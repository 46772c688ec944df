//! Shared, lazily connected handle to the capture device.
//!
//! The HTTP layer talks to one device through a [`ScannerSession`]. The
//! session opens the link on first use and again after any failure, so a
//! device that was unreachable at startup, or that dropped mid-scan, is
//! picked up on the next request without restarting the server.

use std::time::Duration;

use tokio::sync::Mutex;
use tracing::{debug, info};

use crate::error::DeviceError;

use super::client::{ConnectionState, DeviceClient, DeviceSettings};
use super::protocol::{DeviceStatus, LayerInfo, ScanRequest, ScanResult};
use super::CancelSignal;

/// Default bound on a whole scan, from SCAN command to last layer byte.
pub const DEFAULT_SCAN_DEADLINE: Duration = Duration::from_secs(300);

/// One device connection shared between request handlers.
///
/// Exchanges are serialized by an async mutex held for the whole exchange.
pub struct ScannerSession {
    settings: DeviceSettings,
    scan_deadline: Duration,
    client: Mutex<Option<DeviceClient>>,
}

impl ScannerSession {
    /// Create a session; nothing is opened until the first exchange.
    pub fn new(settings: DeviceSettings) -> Self {
        Self {
            settings,
            scan_deadline: DEFAULT_SCAN_DEADLINE,
            client: Mutex::new(None),
        }
    }

    pub fn with_scan_deadline(mut self, deadline: Duration) -> Self {
        self.scan_deadline = deadline;
        self
    }

    pub fn settings(&self) -> &DeviceSettings {
        &self.settings
    }

    pub fn scan_deadline(&self) -> Duration {
        self.scan_deadline
    }

    /// Connection state without waiting on an exchange in progress.
    ///
    /// Reports `Scanning` while another task holds the device.
    pub fn state(&self) -> ConnectionState {
        match self.client.try_lock() {
            Ok(guard) => guard
                .as_ref()
                .map(|client| client.state())
                .unwrap_or(ConnectionState::Disconnected),
            Err(_) => ConnectionState::Scanning,
        }
    }

    /// Query device health.
    pub async fn status(&self) -> Result<DeviceStatus, DeviceError> {
        let mut slot = self.client.lock().await;
        let client = self.connected(&mut slot).await?;
        client.status().await
    }

    /// Layer geometry for the current device session.
    pub async fn layers(&self) -> Result<Vec<LayerInfo>, DeviceError> {
        let mut slot = self.client.lock().await;
        let client = self.connected(&mut slot).await?;
        Ok(client.layers().to_vec())
    }

    /// Run a scan bounded by the configured deadline.
    pub async fn scan(&self, request: &ScanRequest) -> Result<ScanResult, DeviceError> {
        let cancel = CancelSignal::with_deadline(self.scan_deadline);
        let mut slot = self.client.lock().await;
        let client = self.connected(&mut slot).await?;
        client.start_scan(request, &cancel).await
    }

    pub async fn set_focus(&self, layer: u32) -> Result<(), DeviceError> {
        let mut slot = self.client.lock().await;
        let client = self.connected(&mut slot).await?;
        client.set_focus(layer).await
    }

    pub async fn calibrate(&self) -> Result<(), DeviceError> {
        let mut slot = self.client.lock().await;
        let client = self.connected(&mut slot).await?;
        client.calibrate().await
    }

    /// Close the connection if one is open.
    pub async fn close(&self) {
        if let Some(mut client) = self.client.lock().await.take() {
            client.close().await;
        }
    }

    /// Return the open client, connecting and fetching layer info first if
    /// there is none.
    async fn connected<'a>(
        &self,
        slot: &'a mut Option<DeviceClient>,
    ) -> Result<&'a mut DeviceClient, DeviceError> {
        let usable = slot.as_ref().is_some_and(|client| client.is_connected());
        if !usable {
            *slot = None;
            debug!(address = %self.settings.address, "Opening device session");
            let mut client = DeviceClient::connect(&self.settings).await?;
            let layers = client.query_layer_info().await?;
            info!(layers = layers.len(), "Device session ready");
            *slot = Some(client);
        }

        slot.as_mut().ok_or(DeviceError::InvalidState {
            operation: "connect",
            required: ConnectionState::Connected.as_str(),
            actual: ConnectionState::Disconnected.as_str(),
        })
    }
}

impl std::fmt::Debug for ScannerSession {
    fn fmt(&self, f: &mut std::fmt::Formatter<'_>) -> std::fmt::Result {
        f.debug_struct("ScannerSession")
            .field("settings", &self.settings)
            .field("scan_deadline", &self.scan_deadline)
            .finish()
    }
}

// =============================================================================
// Tests
// =============================================================================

###

● **ABOUT THIS EXERCISE**
Please find all lines of the entries that hold the string "whole" and copy them.

● **TASK OUTPUT**
/// Default bound on a whole scan, from SCAN command to last layer byte.
/// Exchanges are serialized by an async mutex held for the whole exchange.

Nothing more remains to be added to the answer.